(Beginning of Records shown)

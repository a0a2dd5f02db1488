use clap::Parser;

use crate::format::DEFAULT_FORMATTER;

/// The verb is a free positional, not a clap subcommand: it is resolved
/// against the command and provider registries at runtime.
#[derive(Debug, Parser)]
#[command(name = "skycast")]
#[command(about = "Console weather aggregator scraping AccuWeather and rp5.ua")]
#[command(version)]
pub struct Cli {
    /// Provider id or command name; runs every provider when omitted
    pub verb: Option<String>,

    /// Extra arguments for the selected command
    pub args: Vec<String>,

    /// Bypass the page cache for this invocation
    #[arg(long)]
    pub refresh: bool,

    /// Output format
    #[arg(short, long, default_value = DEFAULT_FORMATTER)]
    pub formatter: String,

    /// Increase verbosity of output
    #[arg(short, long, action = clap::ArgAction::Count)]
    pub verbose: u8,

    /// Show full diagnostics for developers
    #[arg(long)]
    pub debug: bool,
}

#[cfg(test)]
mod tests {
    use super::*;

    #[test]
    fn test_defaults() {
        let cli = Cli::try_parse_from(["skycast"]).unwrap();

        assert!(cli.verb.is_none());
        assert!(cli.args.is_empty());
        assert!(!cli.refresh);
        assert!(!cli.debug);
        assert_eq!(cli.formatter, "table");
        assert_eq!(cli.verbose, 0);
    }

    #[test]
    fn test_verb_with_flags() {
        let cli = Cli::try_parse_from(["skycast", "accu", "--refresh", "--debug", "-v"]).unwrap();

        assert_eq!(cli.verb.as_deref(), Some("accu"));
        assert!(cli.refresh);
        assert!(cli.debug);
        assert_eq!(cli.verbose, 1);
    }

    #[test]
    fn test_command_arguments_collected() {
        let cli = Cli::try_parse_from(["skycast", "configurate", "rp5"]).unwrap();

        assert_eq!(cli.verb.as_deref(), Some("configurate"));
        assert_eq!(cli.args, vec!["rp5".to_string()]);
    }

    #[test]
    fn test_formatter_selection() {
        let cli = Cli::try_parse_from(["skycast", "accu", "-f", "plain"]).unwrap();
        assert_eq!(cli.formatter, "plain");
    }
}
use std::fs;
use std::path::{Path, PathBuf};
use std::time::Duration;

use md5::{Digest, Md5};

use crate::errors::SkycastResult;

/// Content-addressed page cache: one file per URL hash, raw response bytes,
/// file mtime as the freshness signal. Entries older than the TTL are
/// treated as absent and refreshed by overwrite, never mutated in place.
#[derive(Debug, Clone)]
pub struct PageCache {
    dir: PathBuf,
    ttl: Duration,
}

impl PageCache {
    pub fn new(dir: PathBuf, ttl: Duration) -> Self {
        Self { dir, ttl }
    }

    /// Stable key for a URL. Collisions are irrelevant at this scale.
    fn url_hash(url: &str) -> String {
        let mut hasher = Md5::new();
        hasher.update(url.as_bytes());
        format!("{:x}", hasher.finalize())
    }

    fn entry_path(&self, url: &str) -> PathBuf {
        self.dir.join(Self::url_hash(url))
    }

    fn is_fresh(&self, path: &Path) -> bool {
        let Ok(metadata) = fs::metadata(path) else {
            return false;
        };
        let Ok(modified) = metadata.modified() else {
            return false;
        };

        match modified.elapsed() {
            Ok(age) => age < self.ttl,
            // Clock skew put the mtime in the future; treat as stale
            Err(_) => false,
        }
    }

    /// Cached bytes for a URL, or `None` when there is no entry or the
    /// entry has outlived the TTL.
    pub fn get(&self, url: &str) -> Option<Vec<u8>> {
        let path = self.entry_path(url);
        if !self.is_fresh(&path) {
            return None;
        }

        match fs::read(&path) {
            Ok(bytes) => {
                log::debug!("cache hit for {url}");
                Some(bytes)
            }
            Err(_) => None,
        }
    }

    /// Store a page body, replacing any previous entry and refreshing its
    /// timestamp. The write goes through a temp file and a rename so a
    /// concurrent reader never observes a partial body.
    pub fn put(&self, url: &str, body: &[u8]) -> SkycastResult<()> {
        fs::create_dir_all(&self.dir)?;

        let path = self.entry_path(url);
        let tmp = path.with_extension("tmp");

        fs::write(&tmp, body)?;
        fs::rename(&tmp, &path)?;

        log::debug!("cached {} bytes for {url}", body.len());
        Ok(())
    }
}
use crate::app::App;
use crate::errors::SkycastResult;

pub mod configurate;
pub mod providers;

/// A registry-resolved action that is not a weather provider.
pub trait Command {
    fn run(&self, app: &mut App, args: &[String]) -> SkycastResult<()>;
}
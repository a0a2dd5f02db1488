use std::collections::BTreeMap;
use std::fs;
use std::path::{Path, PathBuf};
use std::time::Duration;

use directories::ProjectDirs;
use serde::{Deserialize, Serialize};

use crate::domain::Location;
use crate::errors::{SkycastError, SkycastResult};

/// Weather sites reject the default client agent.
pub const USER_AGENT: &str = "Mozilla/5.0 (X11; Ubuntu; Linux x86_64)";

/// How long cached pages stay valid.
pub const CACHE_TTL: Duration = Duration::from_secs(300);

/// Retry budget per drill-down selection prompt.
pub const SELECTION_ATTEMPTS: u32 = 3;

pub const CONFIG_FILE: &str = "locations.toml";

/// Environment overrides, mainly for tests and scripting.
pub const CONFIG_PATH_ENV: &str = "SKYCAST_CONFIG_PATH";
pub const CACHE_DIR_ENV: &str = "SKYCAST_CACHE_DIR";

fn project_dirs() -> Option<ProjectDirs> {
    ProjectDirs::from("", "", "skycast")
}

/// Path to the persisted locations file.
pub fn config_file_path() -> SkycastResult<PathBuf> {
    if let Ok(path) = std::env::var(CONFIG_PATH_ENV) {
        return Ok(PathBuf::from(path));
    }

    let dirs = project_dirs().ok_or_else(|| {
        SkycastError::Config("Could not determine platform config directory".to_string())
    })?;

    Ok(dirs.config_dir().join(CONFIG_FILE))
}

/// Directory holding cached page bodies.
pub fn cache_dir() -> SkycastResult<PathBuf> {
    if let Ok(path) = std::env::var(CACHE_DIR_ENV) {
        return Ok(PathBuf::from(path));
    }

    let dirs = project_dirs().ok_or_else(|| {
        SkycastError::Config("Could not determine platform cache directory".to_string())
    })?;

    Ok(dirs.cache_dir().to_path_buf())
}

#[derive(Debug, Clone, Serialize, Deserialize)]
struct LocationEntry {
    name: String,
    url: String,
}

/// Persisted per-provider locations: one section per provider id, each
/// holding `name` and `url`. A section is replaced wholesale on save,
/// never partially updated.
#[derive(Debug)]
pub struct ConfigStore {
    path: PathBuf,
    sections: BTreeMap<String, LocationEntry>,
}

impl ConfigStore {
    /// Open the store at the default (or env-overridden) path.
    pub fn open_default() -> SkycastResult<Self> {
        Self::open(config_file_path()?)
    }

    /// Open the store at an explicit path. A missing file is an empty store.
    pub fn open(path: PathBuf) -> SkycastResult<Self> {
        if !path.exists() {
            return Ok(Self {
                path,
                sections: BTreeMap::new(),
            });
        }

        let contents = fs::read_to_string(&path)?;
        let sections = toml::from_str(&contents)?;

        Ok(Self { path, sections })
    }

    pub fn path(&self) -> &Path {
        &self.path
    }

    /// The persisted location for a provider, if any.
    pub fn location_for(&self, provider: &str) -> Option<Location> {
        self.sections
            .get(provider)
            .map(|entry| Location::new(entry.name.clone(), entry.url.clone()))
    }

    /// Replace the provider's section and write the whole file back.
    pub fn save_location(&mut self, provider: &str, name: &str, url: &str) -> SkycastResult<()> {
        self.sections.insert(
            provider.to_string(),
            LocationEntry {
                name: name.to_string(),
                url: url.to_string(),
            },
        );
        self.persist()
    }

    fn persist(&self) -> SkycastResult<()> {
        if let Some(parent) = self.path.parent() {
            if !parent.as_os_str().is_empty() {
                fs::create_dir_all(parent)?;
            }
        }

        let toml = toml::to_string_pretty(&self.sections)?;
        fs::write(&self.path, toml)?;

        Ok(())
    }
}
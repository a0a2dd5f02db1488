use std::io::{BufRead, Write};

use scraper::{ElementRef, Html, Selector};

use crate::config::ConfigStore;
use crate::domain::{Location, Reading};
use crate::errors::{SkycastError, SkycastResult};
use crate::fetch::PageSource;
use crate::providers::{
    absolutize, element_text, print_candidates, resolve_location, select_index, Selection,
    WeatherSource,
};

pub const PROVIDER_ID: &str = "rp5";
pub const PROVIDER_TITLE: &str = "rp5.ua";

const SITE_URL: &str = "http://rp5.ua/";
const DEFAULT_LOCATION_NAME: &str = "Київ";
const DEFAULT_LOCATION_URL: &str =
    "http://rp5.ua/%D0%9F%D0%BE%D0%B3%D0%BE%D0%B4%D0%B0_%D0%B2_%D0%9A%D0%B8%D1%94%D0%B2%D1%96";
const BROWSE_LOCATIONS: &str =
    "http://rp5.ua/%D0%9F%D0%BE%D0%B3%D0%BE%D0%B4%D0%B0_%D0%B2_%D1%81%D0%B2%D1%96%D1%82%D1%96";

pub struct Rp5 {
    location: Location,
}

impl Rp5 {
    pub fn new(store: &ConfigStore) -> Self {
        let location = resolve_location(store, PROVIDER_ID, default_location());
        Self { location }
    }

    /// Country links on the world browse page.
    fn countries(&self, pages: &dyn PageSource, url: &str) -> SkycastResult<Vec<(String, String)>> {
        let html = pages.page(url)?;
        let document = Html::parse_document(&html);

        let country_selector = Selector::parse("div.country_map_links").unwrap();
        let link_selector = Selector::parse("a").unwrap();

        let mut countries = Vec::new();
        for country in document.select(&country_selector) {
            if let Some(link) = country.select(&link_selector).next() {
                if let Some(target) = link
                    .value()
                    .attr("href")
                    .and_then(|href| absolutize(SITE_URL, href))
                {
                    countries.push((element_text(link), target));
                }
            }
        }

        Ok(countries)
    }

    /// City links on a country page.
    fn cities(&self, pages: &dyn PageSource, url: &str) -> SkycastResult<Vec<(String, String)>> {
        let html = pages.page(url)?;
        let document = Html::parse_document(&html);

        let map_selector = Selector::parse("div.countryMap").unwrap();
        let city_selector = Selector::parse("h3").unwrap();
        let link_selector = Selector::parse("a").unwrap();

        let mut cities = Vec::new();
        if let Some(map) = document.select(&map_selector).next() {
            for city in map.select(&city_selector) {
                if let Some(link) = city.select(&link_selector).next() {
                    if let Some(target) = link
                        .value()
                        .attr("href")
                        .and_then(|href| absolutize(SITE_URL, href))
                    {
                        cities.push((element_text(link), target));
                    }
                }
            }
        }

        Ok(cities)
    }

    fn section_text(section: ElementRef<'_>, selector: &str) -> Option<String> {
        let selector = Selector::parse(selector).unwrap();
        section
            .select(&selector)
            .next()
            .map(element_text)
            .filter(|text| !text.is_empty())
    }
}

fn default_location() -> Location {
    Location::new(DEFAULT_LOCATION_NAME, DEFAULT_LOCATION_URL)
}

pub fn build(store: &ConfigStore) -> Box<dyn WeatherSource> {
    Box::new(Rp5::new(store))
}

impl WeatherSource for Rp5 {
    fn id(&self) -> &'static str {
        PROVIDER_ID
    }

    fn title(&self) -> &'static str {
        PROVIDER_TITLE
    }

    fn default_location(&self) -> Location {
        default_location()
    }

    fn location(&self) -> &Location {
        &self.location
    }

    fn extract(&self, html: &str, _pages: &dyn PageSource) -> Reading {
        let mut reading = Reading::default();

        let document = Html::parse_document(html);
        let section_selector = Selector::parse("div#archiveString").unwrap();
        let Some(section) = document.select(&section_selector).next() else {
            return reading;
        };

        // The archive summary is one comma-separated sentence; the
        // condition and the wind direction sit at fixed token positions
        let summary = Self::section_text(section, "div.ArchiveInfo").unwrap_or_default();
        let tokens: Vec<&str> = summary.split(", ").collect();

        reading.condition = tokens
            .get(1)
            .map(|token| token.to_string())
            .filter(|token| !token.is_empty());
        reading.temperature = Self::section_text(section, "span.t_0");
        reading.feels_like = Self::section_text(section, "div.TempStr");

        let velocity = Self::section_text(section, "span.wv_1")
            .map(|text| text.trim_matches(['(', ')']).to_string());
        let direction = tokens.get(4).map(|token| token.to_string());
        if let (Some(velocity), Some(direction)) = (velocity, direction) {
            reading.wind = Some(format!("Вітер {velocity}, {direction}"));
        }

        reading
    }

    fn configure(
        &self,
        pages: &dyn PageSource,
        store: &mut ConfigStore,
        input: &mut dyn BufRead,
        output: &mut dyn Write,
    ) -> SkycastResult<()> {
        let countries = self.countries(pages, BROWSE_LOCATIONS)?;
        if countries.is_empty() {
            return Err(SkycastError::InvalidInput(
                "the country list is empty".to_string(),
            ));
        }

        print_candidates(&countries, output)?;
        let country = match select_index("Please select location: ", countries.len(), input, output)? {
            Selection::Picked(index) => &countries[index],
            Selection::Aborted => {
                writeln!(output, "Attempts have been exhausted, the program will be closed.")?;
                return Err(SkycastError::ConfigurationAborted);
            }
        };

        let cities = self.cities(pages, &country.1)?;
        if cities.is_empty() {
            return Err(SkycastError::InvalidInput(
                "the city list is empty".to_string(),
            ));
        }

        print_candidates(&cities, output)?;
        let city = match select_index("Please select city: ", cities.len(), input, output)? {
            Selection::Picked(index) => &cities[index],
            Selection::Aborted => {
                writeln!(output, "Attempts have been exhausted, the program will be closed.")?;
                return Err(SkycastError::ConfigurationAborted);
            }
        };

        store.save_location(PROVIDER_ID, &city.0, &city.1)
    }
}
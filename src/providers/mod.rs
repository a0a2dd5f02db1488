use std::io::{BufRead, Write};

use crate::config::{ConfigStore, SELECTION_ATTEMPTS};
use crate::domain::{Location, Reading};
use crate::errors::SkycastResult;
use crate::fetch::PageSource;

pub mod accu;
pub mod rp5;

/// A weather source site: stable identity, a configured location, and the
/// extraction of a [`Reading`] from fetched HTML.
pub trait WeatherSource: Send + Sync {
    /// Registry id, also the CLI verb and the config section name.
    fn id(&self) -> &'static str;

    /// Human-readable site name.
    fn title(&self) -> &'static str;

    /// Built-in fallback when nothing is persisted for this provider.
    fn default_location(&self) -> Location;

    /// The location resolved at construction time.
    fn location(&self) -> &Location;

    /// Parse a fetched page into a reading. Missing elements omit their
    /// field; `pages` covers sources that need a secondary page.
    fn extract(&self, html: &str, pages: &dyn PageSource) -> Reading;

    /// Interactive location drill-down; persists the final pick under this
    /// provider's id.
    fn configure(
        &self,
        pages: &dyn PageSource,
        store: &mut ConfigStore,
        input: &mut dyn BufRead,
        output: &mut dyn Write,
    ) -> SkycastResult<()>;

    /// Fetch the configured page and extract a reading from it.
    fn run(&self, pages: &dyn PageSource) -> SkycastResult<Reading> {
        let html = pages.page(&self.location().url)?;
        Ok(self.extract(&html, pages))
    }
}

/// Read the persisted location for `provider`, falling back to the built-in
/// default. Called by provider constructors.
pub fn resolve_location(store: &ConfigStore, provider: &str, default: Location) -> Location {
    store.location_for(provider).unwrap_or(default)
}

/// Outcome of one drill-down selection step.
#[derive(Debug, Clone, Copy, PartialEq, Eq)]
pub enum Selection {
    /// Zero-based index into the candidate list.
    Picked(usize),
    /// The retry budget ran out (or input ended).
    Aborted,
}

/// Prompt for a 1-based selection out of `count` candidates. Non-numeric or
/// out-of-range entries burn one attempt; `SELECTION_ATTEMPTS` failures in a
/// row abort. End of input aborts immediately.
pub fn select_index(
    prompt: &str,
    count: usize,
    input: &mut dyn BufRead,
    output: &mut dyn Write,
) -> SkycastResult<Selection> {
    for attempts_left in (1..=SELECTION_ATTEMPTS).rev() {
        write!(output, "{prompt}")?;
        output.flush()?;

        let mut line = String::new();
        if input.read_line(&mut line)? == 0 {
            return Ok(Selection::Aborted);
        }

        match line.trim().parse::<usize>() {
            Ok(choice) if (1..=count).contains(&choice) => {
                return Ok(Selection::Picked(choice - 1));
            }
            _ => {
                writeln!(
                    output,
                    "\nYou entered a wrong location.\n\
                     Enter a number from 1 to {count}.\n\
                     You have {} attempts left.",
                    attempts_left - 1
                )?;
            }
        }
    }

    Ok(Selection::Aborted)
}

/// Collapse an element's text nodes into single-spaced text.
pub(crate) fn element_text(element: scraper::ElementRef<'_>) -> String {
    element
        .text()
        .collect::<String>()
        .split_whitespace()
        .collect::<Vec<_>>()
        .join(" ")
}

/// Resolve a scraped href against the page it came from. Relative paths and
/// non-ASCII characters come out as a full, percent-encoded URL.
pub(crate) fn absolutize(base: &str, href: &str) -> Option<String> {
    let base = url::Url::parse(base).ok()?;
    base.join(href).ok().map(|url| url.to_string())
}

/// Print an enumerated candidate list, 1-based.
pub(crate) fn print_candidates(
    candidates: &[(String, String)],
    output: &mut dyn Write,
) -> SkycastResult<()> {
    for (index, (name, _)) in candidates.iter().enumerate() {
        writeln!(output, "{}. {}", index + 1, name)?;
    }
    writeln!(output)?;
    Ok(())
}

(End of Records shown)

- Task details: Repeat, exactly as they stand above, the lines from the line with "filename src/providers/mod.rs" to the line with "fn location(&self) -> &Location;", both lines included.

- Output for this exercise:
filename src/providers/mod.rs
repository a0a2dd5f02db1488
use std::io::{BufRead, Write};

use crate::config::{ConfigStore, SELECTION_ATTEMPTS};
use crate::domain::{Location, Reading};
use crate::errors::SkycastResult;
use crate::fetch::PageSource;

pub mod accu;
pub mod rp5;

/// A weather source site: stable identity, a configured location, and the
/// extraction of a [`Reading`] from fetched HTML.
pub trait WeatherSource: Send + Sync {
    /// Registry id, also the CLI verb and the config section name.
    fn id(&self) -> &'static str;

    /// Human-readable site name.
    fn title(&self) -> &'static str;

    /// Built-in fallback when nothing is persisted for this provider.
    fn default_location(&self) -> Location;

    /// The location resolved at construction time.
    fn location(&self) -> &Location;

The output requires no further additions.